THE STATE OF TEXAS, Appellee.
On appeal from the 139th District Court of Hidalgo County, Texas.
MEMORANDUM OPINION
Before Justices Yañez, Castillo, and Garza
Memorandum Opinion by Justice Garza
Following a traffic accident involving the death of two teenage girls, appellant was tried by a jury and convicted of two counts of intoxication manslaughter[1] and two counts of intoxication assault.[2] Appellant pled not guilty to all counts. The trial court sentenced appellant to imprisonment in the Texas Department of Criminal JusticeBInstitutional Division for eighteen years for count one, eighteen years for count two, ten years for count three, and ten years for count four, all running concurrently. Prior to trial, appellant filed a motion to suppress a statement he made to Officer Barroso while being detained. After a hearing, the trial court denied the motion and ruled that appellant=s statement was admissible. By two issues, appellant asserts that the trial court erred in (1) denying his motion to suppress and (2) denying his requested jury charge instruction regarding the voluntariness of his statement. We affirm.
By his first issue, appellant argues that the trial court erred in admitting into evidence the statement he made to Officer Barroso. Appellant contends that the statement was not made voluntarily and was therefore inadmissible. After being advised of his rights, and after agreeing to waive his rights, appellant gave Officer Barroso a statement concerning the accident. Appellant now alleges that, in obtaining the statement, Barroso told appellant that making a statement could help him get a lower bond.[3] According to appellant, this influenced his decision to give a statement he otherwise would not have given.

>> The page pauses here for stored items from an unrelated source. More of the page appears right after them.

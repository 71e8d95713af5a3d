//! Core review data model, identity hashing and lenient field parsing for revu.

use std::fmt;

use chrono::{DateTime, Local, NaiveDate, NaiveDateTime};
use serde::{Deserialize, Serialize};
use sha2::{Digest, Sha256};
use uuid::Uuid;

pub const CRATE_NAME: &str = "revu-core";

/// Rendering used for timestamps in CSV files, hash inputs and the database.
pub const TIMESTAMP_FORMAT: &str = "%Y-%m-%d %H:%M:%S";

/// Stand-in for an absent field inside the identity hash input.
pub const NULL_TOKEN: &str = "None";

/// Stable review identity: SHA-256 hex over `"{author}_{date}_{text}"`.
pub fn review_uid(author: Option<&str>, date: Option<&str>, text: Option<&str>) -> String {
    let raw = format!(
        "{}_{}_{}",
        author.unwrap_or(NULL_TOKEN),
        date.unwrap_or(NULL_TOKEN),
        text.unwrap_or(NULL_TOKEN)
    );
    sha256_hex(raw.as_bytes())
}

pub fn sha256_hex(bytes: &[u8]) -> String {
    let mut hasher = Sha256::new();
    hasher.update(bytes);
    hex::encode(hasher.finalize())
}

/// Identity of one pipeline invocation: local start time plus a random suffix.
#[derive(Debug, Clone, PartialEq, Eq, Hash, Serialize, Deserialize)]
#[serde(transparent)]
pub struct RunId(String);

impl RunId {
    pub fn generate() -> Self {
        Self::started_at(Local::now().naive_local())
    }

    pub fn started_at(started: NaiveDateTime) -> Self {
        let suffix = Uuid::new_v4().simple().to_string();
        Self(format!("{}_{}", started.format("%Y%m%d_%H%M%S"), &suffix[..8]))
    }

    pub fn as_str(&self) -> &str {
        &self.0
    }
}

impl fmt::Display for RunId {
    fn fmt(&self, f: &mut fmt::Formatter<'_>) -> fmt::Result {
        f.write_str(&self.0)
    }
}

#[derive(Debug, Clone, Copy, PartialEq, Eq, Serialize, Deserialize)]
#[serde(rename_all = "snake_case")]
pub enum Marketplace {
    GooglePlay,
    AppStore,
}

impl fmt::Display for Marketplace {
    fn fmt(&self, f: &mut fmt::Formatter<'_>) -> fmt::Result {
        match self {
            Marketplace::GooglePlay => f.write_str("google_play"),
            Marketplace::AppStore => f.write_str("app_store"),
        }
    }
}

/// Traversal order requested from a marketplace.
#[derive(Debug, Clone, Copy, PartialEq, Eq, Hash, Serialize, Deserialize)]
#[serde(rename_all = "snake_case")]
pub enum SortOrder {
    Newest,
    MostRelevant,
    Rating,
    MostHelpful,
}

/// A named sort order; the name is stamped on every row it produces.
#[derive(Debug, Clone, PartialEq, Eq, Serialize, Deserialize)]
pub struct SortMode {
    pub name: String,
    pub order: SortOrder,
}

impl SortMode {
    pub fn new(name: impl Into<String>, order: SortOrder) -> Self {
        Self {
            name: name.into(),
            order,
        }
    }
}

/// Canonical review columns, in file order.
#[derive(Debug, Clone, Copy, PartialEq, Eq, Hash, PartialOrd, Ord)]
pub enum ReviewColumn {
    ReviewUid,
    UserName,
    Rating,
    ReviewText,
    ReviewDate,
    ThumbsUp,
    AppVersion,
    SortMode,
    ScrapeTime,
}

impl ReviewColumn {
    pub const ALL: [ReviewColumn; 9] = [
        ReviewColumn::ReviewUid,
        ReviewColumn::UserName,
        ReviewColumn::Rating,
        ReviewColumn::ReviewText,
        ReviewColumn::ReviewDate,
        ReviewColumn::ThumbsUp,
        ReviewColumn::AppVersion,
        ReviewColumn::SortMode,
        ReviewColumn::ScrapeTime,
    ];

    pub fn as_str(self) -> &'static str {
        match self {
            ReviewColumn::ReviewUid => "review_uid",
            ReviewColumn::UserName => "user_name",
            ReviewColumn::Rating => "rating",
            ReviewColumn::ReviewText => "review_text",
            ReviewColumn::ReviewDate => "review_date",
            ReviewColumn::ThumbsUp => "thumbs_up",
            ReviewColumn::AppVersion => "app_version",
            ReviewColumn::SortMode => "sort_mode",
            ReviewColumn::ScrapeTime => "scrape_time",
        }
    }

    pub fn from_name(name: &str) -> Option<Self> {
        Self::ALL.into_iter().find(|c| c.as_str() == name.trim())
    }

    pub fn all_names() -> Vec<String> {
        Self::ALL.iter().map(|c| c.as_str().to_string()).collect()
    }
}

/// One review exactly as collected or read back from a raw CSV: every field is text.
#[derive(Debug, Clone, Default, PartialEq, Eq, Serialize, Deserialize)]
#[serde(default)]
pub struct RawReview {
    pub review_uid: Option<String>,
    pub user_name: Option<String>,
    pub rating: Option<String>,
    pub review_text: Option<String>,
    pub review_date: Option<String>,
    pub thumbs_up: Option<String>,
    pub app_version: Option<String>,
    pub sort_mode: Option<String>,
    pub scrape_time: Option<String>,
}

impl RawReview {
    pub fn get(&self, column: ReviewColumn) -> Option<&str> {
        let value = match column {
            ReviewColumn::ReviewUid => &self.review_uid,
            ReviewColumn::UserName => &self.user_name,
            ReviewColumn::Rating => &self.rating,
            ReviewColumn::ReviewText => &self.review_text,
            ReviewColumn::ReviewDate => &self.review_date,
            ReviewColumn::ThumbsUp => &self.thumbs_up,
            ReviewColumn::AppVersion => &self.app_version,
            ReviewColumn::SortMode => &self.sort_mode,
            ReviewColumn::ScrapeTime => &self.scrape_time,
        };
        value.as_deref()
    }

    pub fn set(&mut self, column: ReviewColumn, value: Option<String>) {
        let slot = match column {
            ReviewColumn::ReviewUid => &mut self.review_uid,
            ReviewColumn::UserName => &mut self.user_name,
            ReviewColumn::Rating => &mut self.rating,
            ReviewColumn::ReviewText => &mut self.review_text,
            ReviewColumn::ReviewDate => &mut self.review_date,
            ReviewColumn::ThumbsUp => &mut self.thumbs_up,
            ReviewColumn::AppVersion => &mut self.app_version,
            ReviewColumn::SortMode => &mut self.sort_mode,
            ReviewColumn::ScrapeTime => &mut self.scrape_time,
        };
        *slot = value;
    }
}

/// A batch of raw reviews plus the column names its source actually carried.
#[derive(Debug, Clone, Default, PartialEq, Eq)]
pub struct RawBatch {
    /// Header names in input order.
    pub columns: Vec<String>,
    pub rows: Vec<RawReview>,
    /// Non-review input columns, one cell per row.
    pub extra: Vec<(String, Vec<Option<String>>)>,
}

impl RawBatch {
    /// Batch carrying the full canonical column set.
    pub fn canonical(rows: Vec<RawReview>) -> Self {
        Self {
            columns: ReviewColumn::all_names(),
            rows,
            extra: Vec::new(),
        }
    }

    pub fn len(&self) -> usize {
        self.rows.len()
    }

    pub fn is_empty(&self) -> bool {
        self.rows.is_empty()
    }

    pub fn has_column(&self, column: ReviewColumn) -> bool {
        self.columns.iter().any(|c| c.trim() == column.as_str())
    }

    /// Cell at `row` under header `name`, whether a review field or an extra column.
    pub fn cell(&self, row: usize, name: &str) -> Option<&str> {
        match ReviewColumn::from_name(name) {
            Some(column) => self.rows.get(row).and_then(|r| r.get(column)),
            None => self
                .extra
                .iter()
                .find(|(n, _)| n == name)
                .and_then(|(_, cells)| cells.get(row))
                .and_then(|c| c.as_deref()),
        }
    }
}

/// Normalized review ready for persistence.
#[derive(Debug, Clone, PartialEq, Eq, Serialize, Deserialize)]
pub struct Review {
    pub review_uid: String,
    pub user_name: Option<String>,
    pub rating: Option<i64>,
    pub review_text: String,
    #[serde(with = "timestamp_opt", default)]
    pub review_date: Option<NaiveDateTime>,
    pub thumbs_up: Option<i64>,
    pub app_version: Option<String>,
    pub sort_mode: Option<String>,
    #[serde(with = "timestamp_opt", default)]
    pub scrape_time: Option<NaiveDateTime>,
}

impl Review {
    pub fn is_null(&self, column: ReviewColumn) -> bool {
        match column {
            ReviewColumn::ReviewUid | ReviewColumn::ReviewText => false,
            ReviewColumn::UserName => self.user_name.is_none(),
            ReviewColumn::Rating => self.rating.is_none(),
            ReviewColumn::ReviewDate => self.review_date.is_none(),
            ReviewColumn::ThumbsUp => self.thumbs_up.is_none(),
            ReviewColumn::AppVersion => self.app_version.is_none(),
            ReviewColumn::SortMode => self.sort_mode.is_none(),
            ReviewColumn::ScrapeTime => self.scrape_time.is_none(),
        }
    }
}

pub fn format_timestamp(value: &NaiveDateTime) -> String {
    value.format(TIMESTAMP_FORMAT).to_string()
}

/// Integer parse that accepts `"4"`, `" 4 "` and `"4.0"`; everything else is `None`.
pub fn parse_lenient_int(raw: &str) -> Option<i64> {
    let trimmed = raw.trim();
    if trimmed.is_empty() {
        return None;
    }
    if let Ok(value) = trimmed.parse::<i64>() {
        return Some(value);
    }
    let value = parse_lenient_f64(trimmed)?;
    if value.fract() == 0.0 && value.abs() < i64::MAX as f64 {
        Some(value as i64)
    } else {
        None
    }
}

/// Finite float parse; `NaN`, infinities and garbage become `None`.
pub fn parse_lenient_f64(raw: &str) -> Option<f64> {
    raw.trim().parse::<f64>().ok().filter(|v| v.is_finite())
}

const NAIVE_TIMESTAMP_FORMATS: [&str; 3] = [
    "%Y-%m-%d %H:%M:%S%.f",
    "%Y-%m-%dT%H:%M:%S%.f",
    "%Y-%m-%d %H:%M",
];

/// Timestamp parse over the shapes seen in marketplace payloads and CSV exports.
/// Offset-bearing values are converted to UTC.
pub fn parse_lenient_timestamp(raw: &str) -> Option<NaiveDateTime> {
    let trimmed = raw.trim();
    if trimmed.is_empty() {
        return None;
    }
    if let Ok(dt) = DateTime::parse_from_rfc3339(trimmed) {
        return Some(dt.naive_utc());
    }
    if let Ok(dt) = DateTime::parse_from_str(trimmed, "%Y-%m-%d %H:%M:%S%.f%:z") {
        return Some(dt.naive_utc());
    }
    for format in NAIVE_TIMESTAMP_FORMATS {
        if let Ok(value) = NaiveDateTime::parse_from_str(trimmed, format) {
            return Some(value);
        }
    }
    NaiveDate::parse_from_str(trimmed, "%Y-%m-%d")
        .ok()
        .and_then(|d| d.and_hms_opt(0, 0, 0))
}

/// Serde adapter writing `Option<NaiveDateTime>` as [`TIMESTAMP_FORMAT`] and
/// reading it back leniently.
pub mod timestamp_opt {
    use chrono::NaiveDateTime;
    use serde::{Deserialize, Deserializer, Serializer};

    pub fn serialize<S: Serializer>(
        value: &Option<NaiveDateTime>,
        serializer: S,
    ) -> Result<S::Ok, S::Error> {
        match value {
            Some(v) => serializer.serialize_str(&super::format_timestamp(v)),
            None => serializer.serialize_none(),
        }
    }

    pub fn deserialize<'de, D: Deserializer<'de>>(
        deserializer: D,
    ) -> Result<Option<NaiveDateTime>, D::Error> {
        let raw: Option<String> = Option::deserialize(deserializer)?;
        Ok(raw.as_deref().and_then(super::parse_lenient_timestamp))
    }
}

#[cfg(test)]
mod tests {
    use super::*;
    use chrono::NaiveDate;

    #[test]
    fn review_uid_is_deterministic() {
        let a = review_uid(Some("Ana"), Some("2024-03-01 10:00:00"), Some("great app"));
        let b = review_uid(Some("Ana"), Some("2024-03-01 10:00:00"), Some("great app"));
        assert_eq!(a, b);
        assert_eq!(a.len(), 64);
        assert_eq!(a, sha256_hex("Ana_2024-03-01 10:00:00_great app".as_bytes()));
    }

    #[test]
    fn review_uid_maps_null_to_none_literal() {
        assert_eq!(
            review_uid(None, Some("2024-03-01 10:00:00"), None),
            sha256_hex(b"None_2024-03-01 10:00:00_None")
        );
        assert_ne!(
            review_uid(None, None, None),
            review_uid(Some(""), Some(""), Some(""))
        );
    }

    #[test]
    fn sha256_matches_known_vector() {
        assert_eq!(
            sha256_hex(b"hello world"),
            "b94d27b9934d3e08a52e52d7da7dabfac484efe37a5380ee9088f7ace2efcde9"
        );
    }

    #[test]
    fn run_id_has_time_prefix_and_random_suffix() {
        let started = NaiveDate::from_ymd_opt(2026, 2, 24)
            .unwrap()
            .and_hms_opt(12, 30, 5)
            .unwrap();
        let a = RunId::started_at(started);
        let b = RunId::started_at(started);
        assert!(a.as_str().starts_with("20260224_123005_"));
        assert_eq!(a.as_str().len(), "20260224_123005_".len() + 8);
        assert_ne!(a, b);
    }

    #[test]
    fn lenient_int_parsing() {
        assert_eq!(parse_lenient_int("4"), Some(4));
        assert_eq!(parse_lenient_int(" 5.0 "), Some(5));
        assert_eq!(parse_lenient_int("4.5"), None);
        assert_eq!(parse_lenient_int("five"), None);
        assert_eq!(parse_lenient_int(""), None);
        assert_eq!(parse_lenient_int("nan"), None);
    }

    #[test]
    fn lenient_timestamp_parsing() {
        let expected = NaiveDate::from_ymd_opt(2024, 3, 1)
            .unwrap()
            .and_hms_opt(10, 0, 0)
            .unwrap();
        assert_eq!(parse_lenient_timestamp("2024-03-01 10:00:00"), Some(expected));
        assert_eq!(parse_lenient_timestamp("2024-03-01T10:00:00"), Some(expected));
        assert_eq!(parse_lenient_timestamp("2024-03-01T03:00:00-07:00"), Some(expected));
        assert_eq!(
            parse_lenient_timestamp("2024-03-01"),
            NaiveDate::from_ymd_opt(2024, 3, 1).unwrap().and_hms_opt(0, 0, 0)
        );
        assert_eq!(parse_lenient_timestamp("yesterday"), None);
        assert_eq!(parse_lenient_timestamp("  "), None);
    }

    #[test]
    fn review_timestamps_serialize_in_table_format() {
        let review = Review {
            review_uid: "uid".into(),
            user_name: None,
            rating: Some(5),
            review_text: "ok".into(),
            review_date: parse_lenient_timestamp("2024-03-01 10:00:00"),
            thumbs_up: None,
            app_version: None,
            sort_mode: Some("newest".into()),
            scrape_time: None,
        };
        let json = serde_json::to_value(&review).unwrap();
        assert_eq!(json["review_date"], "2024-03-01 10:00:00");
        assert!(json["scrape_time"].is_null());
        let back: Review = serde_json::from_value(json).unwrap();
        assert_eq!(back, review);
    }

    #[test]
    fn batch_cells_resolve_review_and_extra_columns() {
        let batch = RawBatch {
            columns: vec!["title".into(), "rating".into()],
            rows: vec![RawReview {
                rating: Some("5".into()),
                ..Default::default()
            }],
            extra: vec![("title".into(), vec![Some("Nice".into())])],
        };
        assert_eq!(batch.cell(0, "title"), Some("Nice"));
        assert_eq!(batch.cell(0, "rating"), Some("5"));
        assert_eq!(batch.cell(0, "user_name"), None);
        assert_eq!(batch.cell(1, "title"), None);
    }

    #[test]
    fn column_names_round_trip() {
        for column in ReviewColumn::ALL {
            assert_eq!(ReviewColumn::from_name(column.as_str()), Some(column));
        }
        assert_eq!(ReviewColumn::from_name("app_id"), None);
    }
}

In reviewing the trial court's ruling on a motion to suppress a statement based on a claim the statement was involuntary, we give almost total deference to the trial court's determination of historical facts, especially when the trial court's findings are based on an evaluation of credibility and demeanor. State v. Ross, 32 S.W.3d 853, 856 (Tex. Crim. App. 2000) (en banc); Guzman v. State, 955 S.W.2d 85, 89 (Tex. Crim. App. 1977) (en banc); Villarreal v. State, 61 S.W.3d 673, 678 (Tex. App.BCorpus Christi 2001, pet. ref'd). This Court affords the same amount of deference to the trial court's ruling on application of law to fact questions, also known as mixed questions of law and fact, if the resolution of those ultimate questions turns on evaluating credibility and demeanor. Ross, 32 S.W.3d at 856; Guzman, 955 S.W.2d at 89; Villarreal, 61 S.W.3d at 678. However, questions of law and mixed questions of law and fact that do not turn on an evaluation of credibility and demeanor are reviewed de novo. Ross, 32 S.W.3d at 856; Guzman, 955 S.W.2d at 89; Villarreal, 61 S.W.3d at 678.

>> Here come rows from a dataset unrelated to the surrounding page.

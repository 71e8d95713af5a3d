//! Paginated collection per sort mode and the multi-mode aggregation on top of it.

use std::collections::HashSet;

use anyhow::{Context, Result};
use chrono::{NaiveDateTime, Utc};
use revu_adapters::{AdapterError, ContinuationToken, MarketplaceReview, PageRequest, ReviewSource};
use revu_core::{format_timestamp, review_uid, RawBatch, RawReview, SortMode};
use tracing::{debug, info};

#[derive(Debug, Clone, PartialEq, Eq)]
pub struct CollectRequest<'a> {
    pub app_id: &'a str,
    pub lang: &'a str,
    pub country: &'a str,
    pub target_count: usize,
    pub page_size: usize,
}

pub fn to_raw_review(item: MarketplaceReview, sort_name: &str, scrape_time: NaiveDateTime) -> RawReview {
    RawReview {
        review_uid: Some(review_uid(
            item.user_name.as_deref(),
            item.at.as_deref(),
            item.content.as_deref(),
        )),
        user_name: item.user_name,
        rating: item.score.map(|v| v.to_string()),
        review_text: item.content,
        review_date: item.at,
        thumbs_up: item.thumbs_up_count.map(|v| v.to_string()),
        app_version: item.app_version,
        sort_mode: Some(sort_name.to_string()),
        scrape_time: Some(format_timestamp(&scrape_time)),
    }
}

/// Page through one sort mode until the target is reached or the source runs dry.
///
/// The target is only checked before each request, so the last page is kept
/// whole and the result can exceed `target_count`. Source errors abort the
/// collection without returning the rows gathered so far.
pub async fn collect_reviews(
    source: &dyn ReviewSource,
    request: &CollectRequest<'_>,
    mode: &SortMode,
) -> Result<Vec<RawReview>> {
    let page_request = PageRequest {
        app_id: request.app_id,
        lang: request.lang,
        country: request.country,
        order: mode.order,
        count: request.page_size,
    };

    let mut rows: Vec<RawReview> = Vec::new();
    let mut token: Option<ContinuationToken> = None;
    let mut pages = 0usize;

    while rows.len() < request.target_count {
        let page = source
            .fetch_page(&page_request, token.as_ref())
            .await
            .with_context(|| {
                format!(
                    "fetching page {} for sort mode {} of {}",
                    pages + 1,
                    mode.name,
                    request.app_id
                )
            })?;
        pages += 1;

        if page.items.is_empty() {
            debug!(sort_mode = %mode.name, page = pages, "empty page, stopping");
            break;
        }

        let scrape_time = Utc::now().naive_utc();
        rows.extend(
            page.items
                .into_iter()
                .map(|item| to_raw_review(item, &mode.name, scrape_time)),
        );
        info!(
            sort_mode = %mode.name,
            page = pages,
            collected = rows.len().min(request.target_count),
            target = request.target_count,
            "collecting reviews"
        );

        match page.continuation {
            Some(next) => token = Some(next),
            None => break,
        }
    }

    info!(sort_mode = %mode.name, rows = rows.len(), pages, "sort mode collected");
    Ok(rows)
}

#[derive(Debug, Clone)]
pub struct AggregateOutcome {
    pub batch: RawBatch,
    pub rows_before_dedup: usize,
    /// Rows returned by each sort mode before deduplication, in mode order.
    pub per_mode: Vec<(String, usize)>,
}

/// Keep the first row for every `review_uid`; rows without one are all kept.
pub fn dedup_by_uid(rows: Vec<RawReview>) -> Vec<RawReview> {
    let mut seen = HashSet::new();
    rows.into_iter()
        .filter(|row| match &row.review_uid {
            Some(uid) => seen.insert(uid.clone()),
            None => true,
        })
        .collect()
}

/// Run the collector once per sort mode, concatenate in mode order and dedup.
pub async fn collect_all_modes(
    source: &dyn ReviewSource,
    request: &CollectRequest<'_>,
    modes: &[SortMode],
) -> Result<AggregateOutcome> {
    if let Some(mode) = modes.iter().find(|m| !source.supports(m.order)) {
        return Err(AdapterError::UnsupportedSortOrder {
            marketplace: source.marketplace(),
            order: mode.order,
        })
        .with_context(|| format!("sort mode {} is not collectable", mode.name));
    }

    let mut all_rows = Vec::new();
    let mut per_mode = Vec::with_capacity(modes.len());
    for mode in modes {
        let rows = collect_reviews(source, request, mode).await?;
        per_mode.push((mode.name.clone(), rows.len()));
        all_rows.extend(rows);
    }

    let rows_before_dedup = all_rows.len();
    let rows = dedup_by_uid(all_rows);
    info!(
        rows_before_dedup,
        rows = rows.len(),
        breakdown = ?per_mode,
        "scrape breakdown"
    );

    Ok(AggregateOutcome {
        batch: RawBatch::canonical(rows),
        rows_before_dedup,
        per_mode,
    })
}

#[cfg(test)]
mod tests {
    use super::*;
    use async_trait::async_trait;
    use revu_adapters::ReviewPage;
    use revu_core::{Marketplace, SortOrder};
    use std::collections::BTreeSet;
    use std::sync::atomic::{AtomicUsize, Ordering};

    /// Serves `total` items per sort order in pages of `page_len`; the token is the next offset.
    struct PagedSource {
        total: usize,
        page_len: usize,
        shared_items: bool,
        fail_on_request: Option<usize>,
        requests: AtomicUsize,
    }

    impl PagedSource {
        fn new(total: usize, page_len: usize) -> Self {
            Self {
                total,
                page_len,
                shared_items: false,
                fail_on_request: None,
                requests: AtomicUsize::new(0),
            }
        }

        fn requests(&self) -> usize {
            self.requests.load(Ordering::SeqCst)
        }
    }

    #[async_trait]
    impl ReviewSource for PagedSource {
        fn marketplace(&self) -> Marketplace {
            Marketplace::GooglePlay
        }

        fn supports(&self, order: SortOrder) -> bool {
            order != SortOrder::MostHelpful
        }

        async fn fetch_page(
            &self,
            request: &PageRequest<'_>,
            token: Option<&ContinuationToken>,
        ) -> Result<ReviewPage, AdapterError> {
            let n = self.requests.fetch_add(1, Ordering::SeqCst) + 1;
            if self.fail_on_request == Some(n) {
                return Err(AdapterError::Malformed {
                    marketplace: Marketplace::GooglePlay,
                    reason: "simulated outage".into(),
                });
            }
            let offset: usize = token.map(|t| t.as_str().parse().unwrap()).unwrap_or(0);
            let end = (offset + self.page_len).min(self.total);
            let prefix = if self.shared_items {
                "shared".to_string()
            } else {
                format!("{:?}", request.order)
            };
            let items = (offset..end)
                .map(|i| MarketplaceReview {
                    review_id: Some(format!("{prefix}-{i}")),
                    user_name: Some(format!("{prefix}-user-{i}")),
                    score: Some((i % 5) as i64 + 1),
                    content: Some(format!("review number {i}")),
                    at: Some("2024-03-01 10:00:00".into()),
                    thumbs_up_count: Some(0),
                    app_version: None,
                })
                .collect();
            let continuation = (end < self.total).then(|| ContinuationToken::new(end.to_string()));
            Ok(ReviewPage {
                items,
                continuation,
            })
        }
    }

    fn request(target_count: usize) -> CollectRequest<'static> {
        CollectRequest {
            app_id: "com.example",
            lang: "en",
            country: "us",
            target_count,
            page_size: 200,
        }
    }

    fn newest() -> SortMode {
        SortMode::new("newest", SortOrder::Newest)
    }

    #[tokio::test]
    async fn keeps_whole_last_page_when_crossing_target() {
        let source = PagedSource::new(450, 90);
        let rows = collect_reviews(&source, &request(200), &newest()).await.unwrap();
        assert_eq!(rows.len(), 270);
        assert_eq!(source.requests(), 3);
    }

    #[tokio::test]
    async fn stops_when_continuation_token_is_absent() {
        let source = PagedSource::new(450, 90);
        let rows = collect_reviews(&source, &request(1000), &newest()).await.unwrap();
        assert_eq!(rows.len(), 450);
        assert_eq!(source.requests(), 5);
    }

    #[tokio::test]
    async fn stops_on_empty_page() {
        let source = PagedSource::new(0, 90);
        let rows = collect_reviews(&source, &request(100), &newest()).await.unwrap();
        assert!(rows.is_empty());
        assert_eq!(source.requests(), 1);
    }

    #[tokio::test]
    async fn zero_target_makes_no_requests() {
        let source = PagedSource::new(450, 90);
        let rows = collect_reviews(&source, &request(0), &newest()).await.unwrap();
        assert!(rows.is_empty());
        assert_eq!(source.requests(), 0);
    }

    #[tokio::test]
    async fn source_errors_abort_collection() {
        let mut source = PagedSource::new(450, 90);
        source.fail_on_request = Some(2);
        let err = collect_reviews(&source, &request(1000), &newest())
            .await
            .unwrap_err();
        assert!(format!("{err:#}").contains("simulated outage"));
        assert_eq!(source.requests(), 2);
    }

    #[tokio::test]
    async fn rows_carry_identity_and_provenance() {
        let source = PagedSource::new(3, 90);
        let rows = collect_reviews(&source, &request(10), &newest()).await.unwrap();
        let first = &rows[0];
        assert_eq!(first.sort_mode.as_deref(), Some("newest"));
        assert_eq!(first.rating.as_deref(), Some("1"));
        assert_eq!(
            first.review_uid.as_deref(),
            Some(
                review_uid(
                    Some("Newest-user-0"),
                    Some("2024-03-01 10:00:00"),
                    Some("review number 0")
                )
                .as_str()
            )
        );
        assert!(first.scrape_time.is_some());
    }

    #[tokio::test]
    async fn aggregates_modes_in_order() {
        let source = PagedSource::new(450, 90);
        let modes = vec![
            newest(),
            SortMode::new("most_relevant", SortOrder::MostRelevant),
        ];
        let outcome = collect_all_modes(&source, &request(100), &modes).await.unwrap();

        assert_eq!(
            outcome.per_mode,
            vec![("newest".to_string(), 180), ("most_relevant".to_string(), 180)]
        );
        assert_eq!(outcome.rows_before_dedup, 360);
        assert_eq!(outcome.batch.len(), 360);
        let distinct: BTreeSet<_> = outcome
            .batch
            .rows
            .iter()
            .filter_map(|r| r.sort_mode.clone())
            .collect();
        assert_eq!(distinct.len(), 2);
        assert_eq!(outcome.batch.rows[0].sort_mode.as_deref(), Some("newest"));
        assert_eq!(outcome.batch.rows[359].sort_mode.as_deref(), Some("most_relevant"));
        assert_eq!(outcome.batch.columns.len(), 9);
    }

    #[tokio::test]
    async fn overlapping_modes_keep_first_occurrence() {
        let mut source = PagedSource::new(100, 50);
        source.shared_items = true;
        let modes = vec![
            newest(),
            SortMode::new("most_relevant", SortOrder::MostRelevant),
        ];
        let outcome = collect_all_modes(&source, &request(100), &modes).await.unwrap();
        assert_eq!(outcome.rows_before_dedup, 200);
        assert_eq!(outcome.batch.len(), 100);
        assert!(outcome
            .batch
            .rows
            .iter()
            .all(|r| r.sort_mode.as_deref() == Some("newest")));
    }

    #[tokio::test]
    async fn empty_collection_still_has_canonical_columns() {
        let source = PagedSource::new(0, 50);
        let outcome = collect_all_modes(&source, &request(100), &[newest()]).await.unwrap();
        assert!(outcome.batch.is_empty());
        assert_eq!(outcome.batch.columns.len(), 9);
    }

    #[tokio::test]
    async fn unsupported_mode_fails_before_any_request() {
        let source = PagedSource::new(100, 50);
        let modes = vec![newest(), SortMode::new("helpful", SortOrder::MostHelpful)];
        let err = collect_all_modes(&source, &request(100), &modes).await.unwrap_err();
        assert!(format!("{err:#}").contains("helpful"));
        assert_eq!(source.requests(), 0);
    }

    #[test]
    fn dedup_is_idempotent() {
        let row = |uid: &str| RawReview {
            review_uid: Some(uid.to_string()),
            ..Default::default()
        };
        let rows = vec![row("a"), row("b"), row("a"), RawReview::default(), RawReview::default()];
        let once = dedup_by_uid(rows);
        assert_eq!(once.len(), 4);
        let doubled: Vec<_> = once.iter().cloned().chain(once.iter().cloned()).collect();
        let twice = dedup_by_uid(dedup_by_uid(doubled));
        assert_eq!(twice.iter().filter(|r| r.review_uid.is_some()).count(), 2);
    }
}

In this case, the trial judge did not specify his reasons for denying the motion to suppress. Where, as here, no findings of fact are filed by the trial court, we view the evidence in the light most favorable to the trial court=s ruling and assume that the trial court made implicit findings of fact that support its ruling as long as those findings are supported by the record. Ross, 32 S.W.3d at 855; see also Loserth v. State, 963 S.W.2d 770, 774 (Tex. Crim. App. 1998). If the trial judge=s ruling is correct on any theory of the law applicable to the case, we will sustain it. See Villarreal, 61 S.W.3d at 678.
The issue before us presents a mixed question of law and fact that does not turn on evaluation of the credibility of witnesses. See Guzman, 955 S.W.2d at 89. We will therefore use a de novo standard of review. Id.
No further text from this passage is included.